Helene Dillard, Dean of UC Davis College of Agricultural and Environmental Sciences - this year’s Summit research partner - says too often new technology is developed without considering practical, on-farm implementation challenges. “When we bring the industry and farmers together, we have a much better chance of coming out with a real solution that’s going to work out in the field.”
Living on the second driest continent on earth makes Australian farmers some of the most innovative producers in the world. “We have to find productivity gains, and we have to be very efficient. That means that there are no opportunities to waste,” says Koch. “Innovation has always been a cornerstone of Australian farming.”
Government regulations and increasingly ecologically-minded food buyers are driving farmers all across the globe to invest in equipment and data systems to lower their carbon footprint by making crops use less water, pesticides and fertilizer. While sustainability can be defined in many ways, another Summit attendee, Kalbar, Queensland vegetable farmer Edward Windley points out, “At the end of the day, economic sustainability is critical to you being able to maintain the environmental health on your farm.” Still, with rising costs and other stressors, Windley says giving his sons a chance to one day take over the farm will depend on making his production practices more sustainable.

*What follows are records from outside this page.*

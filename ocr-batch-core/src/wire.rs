//! Request and response bodies for the two provider wire formats, and the
//! one normalisation step per format that turns a response body into an
//! [`InferenceResponse`].
//!
//! - Multi-turn ("converse"): `system` is a list of text blocks, every message
//!   carries a content-block list, sampling knobs sit under `inferenceConfig`,
//!   usage is reported as `usage.inputTokens` / `usage.outputTokens`.
//! - Single-shot ("invoke"): versioned body with a flat `system` string and
//!   `max_tokens`, no top-p, usage reported as `usage.input_tokens` /
//!   `usage.output_tokens`, answer text in the first content block.

use base64::Engine;
use serde::{Deserialize, Serialize};

use crate::contract::{ContentPart, InferenceResponse, Message, ProviderError};
use crate::pages::split_pages;

/// Version tag required in every single-shot body.
pub const SINGLE_SHOT_VERSION: &str = "bedrock-2023-05-31";

const CONVERSE_DOCUMENT_FORMATS: &[&str] = &["pdf", "doc", "docx"];
const CONVERSE_IMAGE_FORMATS: &[&str] = &["png", "jpeg"];
const INVOKE_DOCUMENT_FORMATS: &[&str] = &["pdf"];
const INVOKE_IMAGE_FORMATS: &[&str] = &["png", "jpeg"];

/// Sampling knobs shared by both formats.
#[derive(Debug, Clone, Copy)]
pub struct GenerationSettings {
    pub max_tokens: u32,
    pub temperature: f32,
    pub top_p: f32,
}

fn encode(bytes: &[u8]) -> String {
    base64::engine::general_purpose::STANDARD.encode(bytes)
}

// ---------------------------------------------------------------------------
// Multi-turn
// ---------------------------------------------------------------------------

#[derive(Debug, Serialize)]
#[serde(rename_all = "camelCase")]
pub struct ConverseRequest {
    #[serde(skip_serializing_if = "Vec::is_empty")]
    pub system: Vec<ConverseSystemBlock>,
    pub messages: Vec<ConverseMessage>,
    pub inference_config: ConverseInferenceConfig,
}

#[derive(Debug, Serialize)]
pub struct ConverseSystemBlock {
    pub text: String,
}

#[derive(Debug, Serialize)]
pub struct ConverseMessage {
    pub role: &'static str,
    pub content: Vec<ConverseBlock>,
}

#[derive(Debug, Serialize)]
#[serde(rename_all = "camelCase")]
pub enum ConverseBlock {
    Text(String),
    Document(ConverseDocument),
    Image(ConverseImage),
}

#[derive(Debug, Serialize)]
pub struct ConverseDocument {
    pub format: String,
    pub name: String,
    pub source: ConverseSource,
}

#[derive(Debug, Serialize)]
pub struct ConverseImage {
    pub format: String,
    pub source: ConverseSource,
}

#[derive(Debug, Serialize)]
pub struct ConverseSource {
    pub bytes: String,
}

#[derive(Debug, Serialize)]
#[serde(rename_all = "camelCase")]
pub struct ConverseInferenceConfig {
    pub max_tokens: u32,
    pub temperature: f32,
    pub top_p: f32,
}

#[derive(Debug, Deserialize)]
#[serde(rename_all = "camelCase")]
struct ConverseResponse {
    output: ConverseOutput,
    usage: ConverseUsage,
}

#[derive(Debug, Deserialize)]
struct ConverseOutput {
    message: ConverseOutputMessage,
}

#[derive(Debug, Deserialize)]
struct ConverseOutputMessage {
    #[serde(default)]
    content: Vec<ConverseOutputBlock>,
}

#[derive(Debug, Deserialize)]
struct ConverseOutputBlock {
    #[serde(default)]
    text: Option<String>,
}

#[derive(Debug, Deserialize)]
#[serde(rename_all = "camelCase")]
struct ConverseUsage {
    input_tokens: u64,
    output_tokens: u64,
}

/// Document names on the multi-turn path may only hold alphanumerics,
/// single spaces, hyphens, parentheses and square brackets.
fn converse_document_name(name: &str) -> String {
    let mut cleaned = String::with_capacity(name.len());
    for c in name.chars() {
        let keep = c.is_ascii_alphanumeric() || matches!(c, '-' | '(' | ')' | '[' | ']');
        let next = if keep { c } else { ' ' };
        if next == ' ' && (cleaned.is_empty() || cleaned.ends_with(' ')) {
            continue;
        }
        cleaned.push(next);
    }
    let cleaned = cleaned.trim_end().to_string();
    if cleaned.is_empty() {
        "document".to_string()
    } else {
        cleaned
    }
}

fn converse_block(part: &ContentPart) -> Result<ConverseBlock, ProviderError> {
    match part {
        ContentPart::Text(text) => Ok(ConverseBlock::Text(text.clone())),
        ContentPart::Document {
            format,
            name,
            bytes,
        } => {
            if !CONVERSE_DOCUMENT_FORMATS.contains(&format.as_str()) {
                return Err(ProviderError::Unsupported {
                    kind: "document",
                    format: format.clone(),
                    path: "multi-turn",
                });
            }
            Ok(ConverseBlock::Document(ConverseDocument {
                format: format.clone(),
                name: converse_document_name(name),
                source: ConverseSource {
                    bytes: encode(bytes),
                },
            }))
        }
        ContentPart::Image { format, bytes } => {
            if !CONVERSE_IMAGE_FORMATS.contains(&format.as_str()) {
                return Err(ProviderError::Unsupported {
                    kind: "image",
                    format: format.clone(),
                    path: "multi-turn",
                });
            }
            Ok(ConverseBlock::Image(ConverseImage {
                format: format.clone(),
                source: ConverseSource {
                    bytes: encode(bytes),
                },
            }))
        }
    }
}

/// Builds a multi-turn body. `turns` must already be free of system messages.
pub fn converse_body(
    system: Option<&str>,
    turns: &[&Message],
    settings: &GenerationSettings,
) -> Result<ConverseRequest, ProviderError> {
    let mut messages = Vec::with_capacity(turns.len());
    for message in turns {
        let content = message
            .content
            .iter()
            .map(converse_block)
            .collect::<Result<Vec<_>, _>>()?;
        messages.push(ConverseMessage {
            role: message.role.as_str(),
            content,
        });
    }
    Ok(ConverseRequest {
        system: system
            .map(|text| {
                vec![ConverseSystemBlock {
                    text: text.to_string(),
                }]
            })
            .unwrap_or_default(),
        messages,
        inference_config: ConverseInferenceConfig {
            max_tokens: settings.max_tokens,
            temperature: settings.temperature,
            top_p: settings.top_p,
        },
    })
}

/// Normalises a multi-turn response body: text blocks are concatenated,
/// usage comes from the nested camelCase counters.
pub fn normalize_converse(
    body: &[u8],
    model_id: &str,
    with_pages: bool,
) -> Result<InferenceResponse, ProviderError> {
    let parsed: ConverseResponse = serde_json::from_slice(body)?;
    let texts: Vec<String> = parsed
        .output
        .message
        .content
        .into_iter()
        .filter_map(|block| block.text)
        .collect();
    if texts.is_empty() {
        return Err(ProviderError::Decode {
            message: "multi-turn response carried no text block".to_string(),
        });
    }
    let content = texts.join("");
    Ok(InferenceResponse {
        pages: if with_pages { split_pages(&content) } else { None },
        content,
        input_tokens: parsed.usage.input_tokens,
        output_tokens: parsed.usage.output_tokens,
        model_used: model_id.to_string(),
    })
}

// ---------------------------------------------------------------------------
// Single-shot
// ---------------------------------------------------------------------------

#[derive(Debug, Serialize)]
pub struct InvokeRequest {
    pub anthropic_version: &'static str,
    pub max_tokens: u32,
    pub temperature: f32,
    #[serde(skip_serializing_if = "Option::is_none")]
    pub system: Option<String>,
    pub messages: Vec<InvokeMessage>,
}

#[derive(Debug, Serialize)]
pub struct InvokeMessage {
    pub role: &'static str,
    pub content: InvokeContent,
}

/// Plain string for text-only turns, block list when attachments are present.
#[derive(Debug, Serialize)]
#[serde(untagged)]
pub enum InvokeContent {
    Text(String),
    Blocks(Vec<InvokeBlock>),
}

#[derive(Debug, Serialize)]
#[serde(tag = "type", rename_all = "snake_case")]
pub enum InvokeBlock {
    Text { text: String },
    Image { source: InvokeSource },
    Document { source: InvokeSource },
}

#[derive(Debug, Serialize)]
pub struct InvokeSource {
    #[serde(rename = "type")]
    pub kind: &'static str,
    pub media_type: String,
    pub data: String,
}

impl InvokeSource {
    fn base64(media_type: impl Into<String>, bytes: &[u8]) -> Self {
        Self {
            kind: "base64",
            media_type: media_type.into(),
            data: encode(bytes),
        }
    }
}

#[derive(Debug, Deserialize)]
struct InvokeResponse {
    #[serde(default)]
    model: Option<String>,
    #[serde(default)]
    content: Vec<InvokeResponseBlock>,
    usage: InvokeUsage,
}

#[derive(Debug, Deserialize)]
struct InvokeResponseBlock {
    #[serde(default)]
    text: Option<String>,
}

#[derive(Debug, Deserialize)]
struct InvokeUsage {
    input_tokens: u64,
    output_tokens: u64,
}

fn invoke_block(part: &ContentPart) -> Result<InvokeBlock, ProviderError> {
    match part {
        ContentPart::Text(text) => Ok(InvokeBlock::Text { text: text.clone() }),
        ContentPart::Document { format, bytes, .. } => {
            if !INVOKE_DOCUMENT_FORMATS.contains(&format.as_str()) {
                return Err(ProviderError::Unsupported {
                    kind: "document",
                    format: format.clone(),
                    path: "single-shot",
                });
            }
            Ok(InvokeBlock::Document {
                source: InvokeSource::base64("application/pdf", bytes),
            })
        }
        ContentPart::Image { format, bytes } => {
            if !INVOKE_IMAGE_FORMATS.contains(&format.as_str()) {
                return Err(ProviderError::Unsupported {
                    kind: "image",
                    format: format.clone(),
                    path: "single-shot",
                });
            }
            Ok(InvokeBlock::Image {
                source: InvokeSource::base64(format!("image/{format}"), bytes),
            })
        }
    }
}

/// Builds a single-shot body. `turns` must already be free of system messages.
pub fn invoke_body(
    system: Option<&str>,
    turns: &[&Message],
    settings: &GenerationSettings,
) -> Result<InvokeRequest, ProviderError> {
    let mut messages = Vec::with_capacity(turns.len());
    for message in turns {
        let content = if message.content.iter().any(ContentPart::is_attachment) {
            InvokeContent::Blocks(
                message
                    .content
                    .iter()
                    .map(invoke_block)
                    .collect::<Result<Vec<_>, _>>()?,
            )
        } else {
            InvokeContent::Text(message.joined_text())
        };
        messages.push(InvokeMessage {
            role: message.role.as_str(),
            content,
        });
    }
    Ok(InvokeRequest {
        anthropic_version: SINGLE_SHOT_VERSION,
        max_tokens: settings.max_tokens,
        temperature: settings.temperature,
        system: system.map(str::to_string),
        messages,
    })
}

/// Normalises a single-shot response body: the first content block holds the
/// answer, usage comes from the snake_case counters.
pub fn normalize_invoke(
    body: &[u8],
    model_id: &str,
    with_pages: bool,
) -> Result<InferenceResponse, ProviderError> {
    let parsed: InvokeResponse = serde_json::from_slice(body)?;
    let content = parsed
        .content
        .into_iter()
        .next()
        .and_then(|block| block.text)
        .ok_or_else(|| ProviderError::Decode {
            message: "single-shot response carried no text in its first content block"
                .to_string(),
        })?;
    Ok(InferenceResponse {
        pages: if with_pages { split_pages(&content) } else { None },
        content,
        input_tokens: parsed.usage.input_tokens,
        output_tokens: parsed.usage.output_tokens,
        model_used: parsed.model.unwrap_or_else(|| model_id.to_string()),
    })
}

// ---------------------------------------------------------------------------
// Errors
// ---------------------------------------------------------------------------

#[derive(Debug, Deserialize)]
struct ErrorBody {
    #[serde(default, alias = "Message")]
    message: Option<String>,
    #[serde(default)]
    error: Option<NestedError>,
}

#[derive(Debug, Deserialize)]
struct NestedError {
    message: String,
}

/// Best-effort human message from an error body; falls back to the raw text.
pub fn error_message(body: &str) -> String {
    match serde_json::from_str::<ErrorBody>(body) {
        Ok(ErrorBody {
            message: Some(message),
            ..
        }) => message,
        Ok(ErrorBody {
            error: Some(nested),
            ..
        }) => nested.message,
        _ => body.trim().to_string(),
    }
}
//! # contract: shared data model and the provider trait seam
//!
//! Everything that crosses a module boundary in a batch run lives here:
//! the discovered [`FileTask`], the provider-agnostic [`InferenceRequest`] and
//! [`InferenceResponse`], the [`ProviderError`] taxonomy, and the
//! [`InferenceProvider`] trait implemented by the HTTP adapter and by test mocks.
//!
//! ## Mocking & Testing
//! - The trait is annotated for `mockall`, so consumers get `MockInferenceProvider`
//!   (exported behind the `test-export-mocks` feature, on by default).

use async_trait::async_trait;
use std::fmt;
use std::path::PathBuf;

#[allow(unused_imports)]
use mockall::{automock, predicate::*};

/// One discovered input file, queued for processing exactly once.
#[derive(Debug, Clone, PartialEq, Eq, Hash)]
pub struct FileTask {
    pub path: PathBuf,
    /// File name without its extension; artifact names derive from it.
    pub base_name: String,
    /// Lowercased extension without the leading dot.
    pub extension: String,
}

impl FileTask {
    /// The file name as it appears on disk, used in titles and logs.
    pub fn file_name(&self) -> String {
        self.path
            .file_name()
            .map(|n| n.to_string_lossy().into_owned())
            .unwrap_or_else(|| format!("{}.{}", self.base_name, self.extension))
    }
}

/// API key passed through to the provider. Never printed.
#[derive(Clone, Default, PartialEq, Eq)]
pub struct Credentials {
    pub api_key: String,
}

impl Credentials {
    pub fn new(api_key: impl Into<String>) -> Self {
        Self {
            api_key: api_key.into(),
        }
    }

    pub fn is_empty(&self) -> bool {
        self.api_key.trim().is_empty()
    }
}

impl fmt::Debug for Credentials {
    fn fmt(&self, f: &mut fmt::Formatter<'_>) -> fmt::Result {
        f.debug_struct("Credentials")
            .field("api_key", &"<redacted>")
            .finish()
    }
}

#[derive(Debug, Clone, Copy, PartialEq, Eq)]
pub enum Role {
    System,
    User,
    Assistant,
}

impl Role {
    pub fn as_str(&self) -> &'static str {
        match self {
            Role::System => "system",
            Role::User => "user",
            Role::Assistant => "assistant",
        }
    }
}

/// A piece of message content. Attachments carry raw bytes; each wire format
/// encodes them itself.
#[derive(Clone, PartialEq, Eq)]
pub enum ContentPart {
    Text(String),
    Document {
        /// Lowercased extension: pdf, doc, docx.
        format: String,
        name: String,
        bytes: Vec<u8>,
    },
    Image {
        /// Normalised image format: png or jpeg.
        format: String,
        bytes: Vec<u8>,
    },
}

impl ContentPart {
    pub fn is_attachment(&self) -> bool {
        !matches!(self, ContentPart::Text(_))
    }
}

impl fmt::Debug for ContentPart {
    fn fmt(&self, f: &mut fmt::Formatter<'_>) -> fmt::Result {
        match self {
            ContentPart::Text(text) => f.debug_tuple("Text").field(text).finish(),
            ContentPart::Document {
                format,
                name,
                bytes,
            } => f
                .debug_struct("Document")
                .field("format", format)
                .field("name", name)
                .field("bytes", &bytes.len())
                .finish(),
            ContentPart::Image { format, bytes } => f
                .debug_struct("Image")
                .field("format", format)
                .field("bytes", &bytes.len())
                .finish(),
        }
    }
}

#[derive(Debug, Clone, PartialEq, Eq)]
pub struct Message {
    pub role: Role,
    pub content: Vec<ContentPart>,
}

impl Message {
    pub fn text(role: Role, text: impl Into<String>) -> Self {
        Self {
            role,
            content: vec![ContentPart::Text(text.into())],
        }
    }

    /// All text parts joined with newlines.
    pub fn joined_text(&self) -> String {
        self.content
            .iter()
            .filter_map(|part| match part {
                ContentPart::Text(text) => Some(text.as_str()),
                _ => None,
            })
            .collect::<Vec<_>>()
            .join("\n")
    }
}

/// Provider-agnostic request. Built once per task or chat invocation and
/// never mutated afterwards.
#[derive(Debug, Clone)]
pub struct InferenceRequest {
    pub model_id: String,
    pub credentials: Credentials,
    pub system_prompt: Option<String>,
    pub messages: Vec<Message>,
}

impl InferenceRequest {
    /// Requests carrying a document or image are OCR requests and get page data back.
    pub fn has_attachment(&self) -> bool {
        self.messages
            .iter()
            .any(|m| m.content.iter().any(ContentPart::is_attachment))
    }

    /// Lifts system-role messages out of the turn list.
    ///
    /// Returns the merged system prompt (the explicit prompt first, then each
    /// system message, separated by a blank line) and the remaining turns.
    pub fn split_system(&self) -> (Option<String>, Vec<&Message>) {
        let mut system_parts: Vec<String> = Vec::new();
        if let Some(prompt) = self.system_prompt.as_deref() {
            if !prompt.trim().is_empty() {
                system_parts.push(prompt.to_string());
            }
        }
        let mut turns = Vec::with_capacity(self.messages.len());
        for message in &self.messages {
            if message.role == Role::System {
                let text = message.joined_text();
                if !text.trim().is_empty() {
                    system_parts.push(text);
                }
            } else {
                turns.push(message);
            }
        }
        let system = if system_parts.is_empty() {
            None
        } else {
            Some(system_parts.join("\n\n"))
        };
        (system, turns)
    }
}

/// One page of OCR output.
#[derive(Debug, Clone, PartialEq, Eq, serde::Serialize)]
pub struct Page {
    pub page_number: u32,
    pub content: String,
    /// Character count of `content`.
    pub length: usize,
}

impl Page {
    pub fn new(page_number: u32, content: impl Into<String>) -> Self {
        let content = content.into();
        let length = content.chars().count();
        Self {
            page_number,
            content,
            length,
        }
    }
}

/// The single response shape both wire formats normalise into.
#[derive(Debug, Clone, PartialEq, Eq, serde::Serialize)]
pub struct InferenceResponse {
    pub content: String,
    pub input_tokens: u64,
    pub output_tokens: u64,
    pub model_used: String,
    pub pages: Option<Vec<Page>>,
}

impl InferenceResponse {
    /// Pages in ascending page order, whatever order they were stored in.
    pub fn ordered_pages(&self) -> Option<Vec<&Page>> {
        self.pages.as_ref().map(|pages| {
            let mut ordered: Vec<&Page> = pages.iter().collect();
            ordered.sort_by_key(|p| p.page_number);
            ordered
        })
    }
}

/// Whether a failure is worth retrying.
#[derive(Debug, Clone, Copy, PartialEq, Eq, serde::Serialize)]
#[serde(rename_all = "snake_case")]
pub enum ErrorKind {
    Transient,
    Permanent,
}

#[derive(Debug, thiserror::Error)]
pub enum ProviderError {
    /// Timeouts, dropped connections, throttling and server-side failures.
    #[error("transient provider failure{}: {message}", status_suffix(.status))]
    Transient { status: Option<u16>, message: String },

    /// Rejected requests, authentication failures and anything else a retry cannot fix.
    #[error("provider rejected request{}: {message}", status_suffix(.status))]
    Permanent { status: Option<u16>, message: String },

    #[error("unsupported {kind} format '{format}' for the {path} path")]
    Unsupported {
        kind: &'static str,
        format: String,
        path: &'static str,
    },

    #[error("could not decode provider response: {message}")]
    Decode { message: String },

    #[error("could not read input file: {0}")]
    Input(#[from] std::io::Error),

    #[error("could not convert {format} image: {message}")]
    Conversion { format: String, message: String },
}

fn status_suffix(status: &Option<u16>) -> String {
    match status {
        Some(code) => format!(" (status {code})"),
        None => String::new(),
    }
}

impl ProviderError {
    pub fn kind(&self) -> ErrorKind {
        match self {
            ProviderError::Transient { .. } => ErrorKind::Transient,
            _ => ErrorKind::Permanent,
        }
    }

    pub fn is_transient(&self) -> bool {
        self.kind() == ErrorKind::Transient
    }

    /// Classifies a non-success HTTP status.
    pub fn from_status(status: u16, message: impl Into<String>) -> Self {
        let message = message.into();
        match status {
            408 | 429 | 500..=599 => ProviderError::Transient {
                status: Some(status),
                message,
            },
            _ => ProviderError::Permanent {
                status: Some(status),
                message,
            },
        }
    }
}

impl From<reqwest::Error> for ProviderError {
    fn from(e: reqwest::Error) -> Self {
        if let Some(status) = e.status() {
            return ProviderError::from_status(status.as_u16(), e.to_string());
        }
        if e.is_timeout() || e.is_connect() || e.is_request() || e.is_body() {
            ProviderError::Transient {
                status: None,
                message: e.to_string(),
            }
        } else if e.is_decode() {
            ProviderError::Decode {
                message: e.to_string(),
            }
        } else {
            ProviderError::Permanent {
                status: None,
                message: e.to_string(),
            }
        }
    }
}

impl From<serde_json::Error> for ProviderError {
    fn from(e: serde_json::Error) -> Self {
        ProviderError::Decode {
            message: e.to_string(),
        }
    }
}

/// Trait for issuing one inference call and normalising its response.
/// Implemented by the HTTP adapter and by mocks in testing.
#[cfg_attr(any(test, feature = "test-export-mocks"), automock)]
#[async_trait]
pub trait InferenceProvider: Send + Sync {
    /// Send the request and return the normalised response.
    async fn invoke(&self, request: &InferenceRequest)
        -> Result<InferenceResponse, ProviderError>;
}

Agribusiness and tech companies may be pioneering scientific advances to feed the world, but some farmers fear consumer perception will remain a barrier to innovation. Consumers in the digital age certainly feel okay spending hours in front of their screens, but many are uncomfortable with technology in food production, perhaps envisioning an idyllic pasture with a draft horse and plow. Kim Martin, organic farmer in the southeast of Victoria, notes, “City folk very rarely these days have a country cousin they can go and visit to work out where food comes from. They just think it comes from the supermarket.”
Following the Summit, the delegates traveled south to California’s Salinas Valley region hosted by Corteva Agriscience USA Territory Manager Bill Seaman. Salinas Valley, known as the “Salad Bowl of the World,” grows large amounts of vegetables, strawberries, and wine grapes. Meeting with producers and some of the region’s largest crop protection service companies, the Australians heard the same talk about water and labor shortages as back home. Seaman maintains, “It is getting more and more cumbersome to deal with the regulations. Water issues are rising, and with technologies such as looking for chemicals in water in parts per trillion, issues that are maybe non-issues continue to loom on the horizon and will really change the face of what we do.”
As they prepared to make a 14-hour flight from San Francisco to Australia, the delegates shared a deep appreciation for the opportunity to travel to California and exchange ideas with ag leaders from across the globe. “Corteva Agriscience has been working for our farmers directly for years,” says Koch, group leader for the San Francisco Study Tour, “it’s important for us to have a deep understanding of the nuances of our farmer enterprises so that we can align and deliver new technology in a format which adds value in a way that is responsible and sustainable for generations to come
Australian delegates visit lettuce farm in Watsonville, California.
(left to right) Lupe Carrillo - PCA for Nutrien Watsonville Branch, Peter Biddulph, Nicholas Koch, Courtney Piesse, Edward Windley, Darren Rathjen, Genevieve Windley, Kim Martin, Yvette Rathjen, Lauren East, (front) Bill Seaman - Territory Manager for Corteva Agriscience USA
Neal Gutterson (CTO of Corteva Agriscience USA) speaking at World Agri-Tech Innovation Summit in San Francisco about "Healthy Food, Healthy Planet: The Tools to Get Us There"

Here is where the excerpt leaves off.